Tuesday, 1 March 2011

Gentlemen Prefer Boring Outfits in the Park

Small boy:  Miss Hamer, Miss Hamer, it's my birthday today!
Me:  It's my little sister's birthday too!
Small boy:  I'm seven!  How old is your little sister?
Me:  She's twenty-two.
Small boy:  No way!


Happy birthday Stephieann!

As I probably mentioned once or thrice, last week I was treading the boards. (It went very well, thank you.  Stay tuned for the inevitable 'I was in a play' post sooner or later)  Show week coincided with half-term, which meant that I was able to spend the entire week doing lovely things (and by 'doing lovely things' I mean 'staying in the pub until closing time every night') with my thespian friends.  I'm firmly of the opinion that if I wear flowers in my hair that means it IS summer, so my pal Hannah and I prepared for opening night by going for a stroll through the park.


 
What's that I spy looming on the horizon?  Why, it's HMS Pinafore!

My dress is from Primark, my jacket is from Oasis, my scarf is from H&M and my boots are so knackered that I almost left them to achieve immortality in the Shoe Tree...

Don't do it, Bette!  You'll have to walk home barefoot!
I found it slightly amusing that no fewer than four people texted me this morning, full of concern, to inform me that Jane Russell had died.  I love that I'm the first thing people think of when they hear that olden-days movie stars have snuffed it.  Poor dead, beautiful Jane. 


This picture's my absolute, total favourite.

Dazzling, wasn't she?

Monday, 21 February 2011

We're Rigged Out In Magnificent Array

A few days ago I asked you lot to decide whether my green turban or my red feather headband was the more eccentric, and you all voted for the turban.  Well I had a special reason for asking, and this is it:

"But darlink, vot do you expect for eighteen pence a day?"

Fear not, I'm not going to wear this to school or to pop to the supermarket - I am taking to the stage this week, and this number is one of my costumes. 
 (You might recognise my favourite shoes and my bonkers leopard jacket from previous Boring Outfit Posts - all the other bits came from my own wardrobe too!)

"Are you in a play, Bette?", I hear you cry, "Please tell us all about it!"

I'm in The Grand Duke by Gilbert and Sullivan, and if you're in the North East this weekend (or anywhere in the UK for that matter, this is what trains and motorways were invented for, people) you simply must come and watch us.

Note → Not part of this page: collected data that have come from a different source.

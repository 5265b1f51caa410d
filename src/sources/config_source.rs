//! Configuration source trait.

use crate::error::Result;
use std::collections::HashMap;

/// A provider of raw `NAME -> value` pairs.
///
/// Sources only produce a snapshot; they never validate. Names are matched
/// against [`EnvVar`](crate::core::EnvVar) case-insensitively by the loader,
/// and names outside the recognised set are dropped there.
pub trait ConfigSource: Send + Sync {
    /// Load the raw pairs this source provides.
    ///
    /// # Errors
    ///
    /// Returns an error if the source cannot be read or holds values that
    /// are not scalars.
    fn load(&self) -> Result<HashMap<String, String>>;

    /// Get a human-readable name for this source (for logging/debugging).
    fn name(&self) -> String;

    /// Get the priority of this source (higher = takes precedence).
    ///
    /// Default priorities:
    /// - Process environment: 300
    /// - In-memory map: 200
    /// - File: 100
    fn priority(&self) -> i32 {
        100
    }
}
//! The typed, validated configuration record.

use serde::Serialize;
use std::fmt;
use std::ops::Deref;
use std::sync::Arc;
use std::time::Duration;

/// Where the process runs relative to the Kubernetes cluster.
#[derive(Debug, Clone, Copy, PartialEq, Eq, Hash, Serialize)]
pub enum DeploymentMode {
    /// Running inside the cluster; the API endpoint comes from
    /// `KUBERNETES_SERVICE_HOST` / `KUBERNETES_SERVICE_PORT`.
    InCluster,
    /// Running outside the cluster with an explicit service account token.
    External,
}

/// Where dispatched events are sent.
#[derive(Debug, Clone, PartialEq, Eq)]
pub enum DispatchTarget<'a> {
    /// A custom server configured with `PODWATCH_CUSTOM_SERVER_URL`.
    CustomServer {
        /// Custom server URL
        url: &'a str,
    },
    /// The hosted Podwatch Web Service.
    WebService {
        /// Web service URL
        url: &'a str,
        /// Client ID identifying the cluster
        client_id: &'a str,
        /// Client secret authenticating the cluster
        client_secret: &'a str,
    },
}

/// Runtime parameters that passed validation.
///
/// Built once at startup and never mutated; share it with [`SharedConfig`].
/// Fields that only apply to one mode are `None` in the other, even when the
/// operator supplied them.
#[derive(Clone, PartialEq, Eq, Serialize)]
#[serde(rename_all = "camelCase")]
pub struct ValidatedConfig {
    /// Derived from the presence of `KUBERNETES_SERVICE_HOST`
    pub deployment_mode: DeploymentMode,
    /// `PODWATCH_SERVICE_ACCOUNT_TOKEN`; external mode only
    #[serde(skip_serializing)]
    pub service_account_token: Option<String>,
    /// `PODWATCH_PORT`; external mode only
    pub listen_port: Option<u16>,
    /// `KUBERNETES_SERVICE_HOST`; in-cluster mode only
    pub kubernetes_host: Option<String>,
    /// `KUBERNETES_SERVICE_PORT`; in-cluster mode only
    pub kubernetes_port: Option<String>,
    /// `PODWATCH_CUSTOM_SERVER_URL`
    #[serde(rename = "customServerURL")]
    pub custom_server_url: Option<String>,
    /// `PODWATCH_CLIENT_ID`; only without a custom server
    #[serde(rename = "clientID")]
    pub client_id: Option<String>,
    /// `PODWATCH_CLIENT_SECRET`; only without a custom server
    #[serde(skip_serializing)]
    pub client_secret: Option<String>,
    /// `MAX_DISPATCH_QUEUE_SIZE`
    pub max_dispatch_queue_size: i64,
    /// `DISPATCH_IDLE_TIMEOUT`
    pub dispatch_idle_timeout_ms: i64,
    /// `WEBHOOK_INSTANCE_TIMEOUT`
    pub webhook_instance_timeout_ms: i64,
    /// `PODWATCH_WEB_SERVICE_URL`
    #[serde(rename = "podwatchWebServiceURL")]
    pub podwatch_web_service_url: String,
    /// `EXTERNAL_KUBERNETES_PROXY_HOST`
    pub external_kubernetes_proxy_host: String,
}

impl ValidatedConfig {
    /// Whether the process runs inside the cluster.
    pub fn is_in_cluster(&self) -> bool {
        self.deployment_mode == DeploymentMode::InCluster
    }

    /// Idle time before queued events are dispatched; `None` if negative.
    pub fn dispatch_idle_timeout(&self) -> Option<Duration> {
        millis(self.dispatch_idle_timeout_ms)
    }

    /// Time before a webhook instance is abandoned; `None` if negative.
    pub fn webhook_instance_timeout(&self) -> Option<Duration> {
        millis(self.webhook_instance_timeout_ms)
    }

    /// Where events are dispatched.
    ///
    /// A custom server takes precedence; otherwise the web service is used
    /// with the client credentials. Returns `None` for a record without a
    /// custom server or a full set of credentials, which validation never
    /// produces.
    pub fn dispatch_target(&self) -> Option<DispatchTarget<'_>> {
        match (&self.custom_server_url, &self.client_id, &self.client_secret) {
            (Some(url), _, _) => Some(DispatchTarget::CustomServer { url }),
            (None, Some(client_id), Some(client_secret)) => Some(DispatchTarget::WebService {
                url: &self.podwatch_web_service_url,
                client_id,
                client_secret,
            }),
            (None, _, _) => None,
        }
    }

    /// The in-cluster Kubernetes API endpoint, `https://host:port`.
    pub fn kubernetes_api_endpoint(&self) -> Option<String> {
        match (&self.kubernetes_host, &self.kubernetes_port) {
            (Some(host), Some(port)) if host.contains(':') => {
                Some(format!("https://[{}]:{}", host, port))
            }
            (Some(host), Some(port)) => Some(format!("https://{}:{}", host, port)),
            _ => None,
        }
    }
}

fn millis(ms: i64) -> Option<Duration> {
    u64::try_from(ms).ok().map(Duration::from_millis)
}

fn redact(secret: &Option<String>) -> Option<&'static str> {
    secret.as_ref().map(|_| "<redacted>")
}

impl fmt::Debug for ValidatedConfig {
    fn fmt(&self, f: &mut fmt::Formatter<'_>) -> fmt::Result {
        f.debug_struct("ValidatedConfig")
            .field("deployment_mode", &self.deployment_mode)
            .field("service_account_token", &redact(&self.service_account_token))
            .field("listen_port", &self.listen_port)
            .field("kubernetes_host", &self.kubernetes_host)
            .field("kubernetes_port", &self.kubernetes_port)
            .field("custom_server_url", &self.custom_server_url)
            .field("client_id", &self.client_id)
            .field("client_secret", &redact(&self.client_secret))
            .field("max_dispatch_queue_size", &self.max_dispatch_queue_size)
            .field("dispatch_idle_timeout_ms", &self.dispatch_idle_timeout_ms)
            .field("webhook_instance_timeout_ms", &self.webhook_instance_timeout_ms)
            .field("podwatch_web_service_url", &self.podwatch_web_service_url)
            .field(
                "external_kubernetes_proxy_host",
                &self.external_kubernetes_proxy_host,
            )
            .finish()
    }
}

/// Read-only handle to the validated configuration.
///
/// Cloning is a reference-count bump; every downstream component holds its
/// own clone for the life of the process.
///
/// # Examples
///
/// ```rust
/// use podwatch_config::core::{EnvVar, RawEnvironment, SharedConfig, validate};
///
/// let raw = RawEnvironment::new()
///     .with(EnvVar::KubernetesServiceHost, "10.0.0.1")
///     .with(EnvVar::KubernetesServicePort, "443")
///     .with(EnvVar::PodwatchCustomServerUrl, "https://events.example.com")
///     .with(EnvVar::PodwatchWebServiceUrl, "https://svc.example.com")
///     .with(EnvVar::ExternalKubernetesProxyHost, "http://host");
///
/// let shared = SharedConfig::new(validate(&raw).unwrap().config);
/// let for_dispatcher = shared.clone();
/// assert_eq!(for_dispatcher.max_dispatch_queue_size, 20);
/// ```
#[derive(Debug, Clone)]
pub struct SharedConfig {
    inner: Arc<ValidatedConfig>,
}

impl SharedConfig {
    /// Wrap a validated record for sharing.
    pub fn new(config: ValidatedConfig) -> Self {
        Self {
            inner: Arc::new(config),
        }
    }

    /// Reference-counted handle to the record.
    pub fn get(&self) -> Arc<ValidatedConfig> {
        Arc::clone(&self.inner)
    }
}

impl Deref for SharedConfig {
    type Target = ValidatedConfig;

    fn deref(&self) -> &Self::Target {
        &self.inner
    }
}

impl From<ValidatedConfig> for SharedConfig {
    fn from(config: ValidatedConfig) -> Self {
        Self::new(config)
    }
}

#[cfg(test)]
mod tests {
    use super::*;

    fn external() -> ValidatedConfig {
        ValidatedConfig {
            deployment_mode: DeploymentMode::External,
            service_account_token: Some("token".to_string()),
            listen_port: Some(8080),
            kubernetes_host: None,
            kubernetes_port: None,
            custom_server_url: None,
            client_id: Some("client".to_string()),
            client_secret: Some("secret".to_string()),
            max_dispatch_queue_size: 20,
            dispatch_idle_timeout_ms: 1000,
            webhook_instance_timeout_ms: -1,
            podwatch_web_service_url: "https://svc".to_string(),
            external_kubernetes_proxy_host: "http://host".to_string(),
        }
    }

    #[test]
    fn test_durations() {
        let config = external();
        assert_eq!(
            config.dispatch_idle_timeout(),
            Some(Duration::from_millis(1000))
        );
        assert_eq!(config.webhook_instance_timeout(), None);
    }

    #[test]
    fn test_dispatch_target_web_service() {
        let config = external();
        assert_eq!(
            config.dispatch_target(),
            Some(DispatchTarget::WebService {
                url: "https://svc",
                client_id: "client",
                client_secret: "secret",
            })
        );
    }

    #[test]
    fn test_dispatch_target_without_credentials() {
        let mut config = external();
        config.client_secret = None;
        assert_eq!(config.dispatch_target(), None);

        config.client_id = None;
        assert_eq!(config.dispatch_target(), None);
    }

    #[test]
    fn test_dispatch_target_custom_server() {
        let mut config = external();
        config.custom_server_url = Some("https://custom".to_string());
        assert_eq!(
            config.dispatch_target(),
            Some(DispatchTarget::CustomServer {
                url: "https://custom"
            })
        );
    }

    #[test]
    fn test_kubernetes_api_endpoint() {
        let mut config = external();
        assert_eq!(config.kubernetes_api_endpoint(), None);

        config.kubernetes_host = Some("10.0.0.1".to_string());
        config.kubernetes_port = Some("443".to_string());
        assert_eq!(
            config.kubernetes_api_endpoint().as_deref(),
            Some("https://10.0.0.1:443")
        );

        config.kubernetes_host = Some("fd00::1".to_string());
        assert_eq!(
            config.kubernetes_api_endpoint().as_deref(),
            Some("https://[fd00::1]:443")
        );
    }

    #[test]
    fn test_debug_redacts_secrets() {
        let rendered = format!("{:?}", external());
        assert!(!rendered.contains("\"token\""));
        assert!(!rendered.contains("\"secret\""));
        assert!(rendered.contains("<redacted>"));
        assert!(rendered.contains("\"client\""));
    }

    #[test]
    fn test_serialize_skips_secrets() {
        let json = serde_json::to_value(external()).unwrap();
        assert_eq!(json["deploymentMode"], "External");
        assert_eq!(json["listenPort"], 8080);
        assert_eq!(json["clientID"], "client");
        assert!(json.get("clientSecret").is_none());
        assert!(json.get("serviceAccountToken").is_none());
    }

    #[test]
    fn test_shared_config_clones_share_record() {
        let shared = SharedConfig::new(external());
        let other = shared.clone();
        assert!(Arc::ptr_eq(&shared.get(), &other.get()));
        assert_eq!(other.listen_port, Some(8080));
    }
}
//! File-based configuration source.

use super::ConfigSource;
use crate::error::{ConfigError, Result};
use config::{File, ValueKind};
use std::collections::HashMap;
use std::path::PathBuf;

/// Flat file of environment variable values.
///
/// The file holds top-level `NAME: value` pairs in YAML, TOML, or JSON,
/// detected from the extension. Numbers and booleans are read back as their
/// string form and a blank or `null` value as an empty string, which leaves
/// the variable unset. Nested tables and arrays are rejected.
///
/// # Examples
///
/// ```rust,no_run
/// use podwatch_config::sources::FileSource;
///
/// let source = FileSource::new("/etc/podwatch/env.yaml");
/// ```
pub struct FileSource {
    path: PathBuf,
    priority: i32,
}

impl FileSource {
    /// Create a new file source with automatic format detection.
    ///
    /// The format is detected from the file extension:
    /// - `.yaml`, `.yml` -> YAML
    /// - `.toml` -> TOML
    /// - `.json` -> JSON
    ///
    /// Each format is only available when its cargo feature is enabled.
    pub fn new(path: impl Into<PathBuf>) -> Self {
        Self {
            path: path.into(),
            priority: 100,
        }
    }

    /// Set the priority for this source.
    ///
    /// Higher priority sources override lower priority ones.
    pub fn with_priority(mut self, priority: i32) -> Self {
        self.priority = priority;
        self
    }

    /// Validate that the file extension is supported by the enabled features.
    fn validate_extension(&self) -> Result<()> {
        let extension = self
            .path
            .extension()
            .and_then(|ext| ext.to_str())
            .ok_or_else(|| {
                ConfigError::Load(format!(
                    "Unable to determine file format for: {}",
                    self.path.display()
                ))
            })?;

        let supported = match extension {
            "yaml" | "yml" => cfg!(feature = "yaml"),
            "toml" => cfg!(feature = "toml"),
            "json" => cfg!(feature = "json"),
            _ => false,
        };

        if supported {
            Ok(())
        } else {
            Err(ConfigError::Load(format!(
                "Unsupported file extension: {}. Supported: .yaml, .yml, .toml, .json",
                extension
            )))
        }
    }
}

impl ConfigSource for FileSource {
    fn load(&self) -> Result<HashMap<String, String>> {
        self.validate_extension()?;

        if !self.path.exists() {
            return Err(ConfigError::Load(format!(
                "Configuration file not found: {}",
                self.path.display()
            )));
        }

        let config = config::Config::builder()
            .add_source(File::from(self.path.clone()).required(true))
            .build()
            .map_err(|e| ConfigError::Load(format!("Failed to load file: {}", e)))?;

        let map = config
            .try_deserialize::<HashMap<String, config::Value>>()
            .map_err(|e| ConfigError::Deserialization(format!("Failed to parse file: {}", e)))?;

        map.into_iter()
            .map(|(key, value)| -> Result<(String, String)> {
                if let ValueKind::Nil = value.kind {
                    return Ok((key.to_uppercase(), String::new()));
                }
                let value = value.into_string().map_err(|e| {
                    ConfigError::Deserialization(format!(
                        "Value of {} in {} is not a scalar: {}",
                        key,
                        self.path.display(),
                        e
                    ))
                })?;
                Ok((key.to_uppercase(), value))
            })
            .collect()
    }

    fn name(&self) -> String {
        format!("file:{}", self.path.display())
    }

    fn priority(&self) -> i32 {
        self.priority
    }
}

You haven’t a hope of following the ludicrous plot, OR of understanding my rubbish Russian (ish) accent, but the music’s very catchy and the bar will be open at the interval in case you need to fortify yourself with gin before the second act. It will be BUCKETS of fun, do come along!

Speking of gin, I don't know what it is about hangovers that makes me come over all rockabilly, but whenever I'm getting dressed the morning after a good party, I seem to be inevitably drawn towards some combination of red, denim and leopard.  Here I am yesterday morning before rehearsal. 

We left the house at 10.30, rehearsed our socks off, went for a bite to eat, went for "a quick drink", and suddenly it's one in the morning and I'm staggering through the front door AGAIN, wearing my "drunk face", according to Simon, certain that I was going to be facing ANOTHER 'gin head' this morning.  How do these situations keep happening to me?!  Come bumpers, aye ever so many, indeed!



[Pardon the slippers.  And the face.  Yeesh.]

Cardi:  H&M
Wrap top:  charity shop
Jeans:  charity shop
Bette necklace:  Sunday Girl Accessories
Pin-up girl brooch:  Dolls and Molls
Headache:  Gordon's


(I actually feel fine this morning, so no grumpy-faced leopard-print Boring Outfit Post from me today!)

Saturday, 19 February 2011

Three Things Right Now

Posing in the bathroom with giant head bow and shiny purple camera Casimira while waiting to go out:



Loving how theatrical my little vaudeville-dressing-room bedroom looks with the lights off and the lamp on:


Super stripy, fudgy, chocolatey cake I made:


SIMON: [tutting] Somebody has left this cake in a non-uniform shape! [Cuts off a sliver to make it symmetrical]
BETTE:  I can't believe we've eaten exactly half a cake today.  
SIMON:  Can't you?
BETTE:  No, you're right, I can very well believe it!
SIMON:  Tch, it's only a little one.  It's a two-person cake.

Happy Birthday Simon!

Friday, 18 February 2011

We are Dainty Little Fairies

Last week I went to see an excellent production of Iolanthe, starring some of my very talented friends.  The opening chorus featured ladies dressed as fairies in frills and wings, stamping around in Doc Martens:  “We are dain- THUD lit- THUD fair- THUDS”  Hilarious.  Anyway, that scene wasn’t a conscious influence when I got dressed this morning, but once I realised that I had no shoes that matched this outfit (I seldom wear pink, so I’m not accustomed to not being able to use red as my default accessory colour!), clunky boots were my only option.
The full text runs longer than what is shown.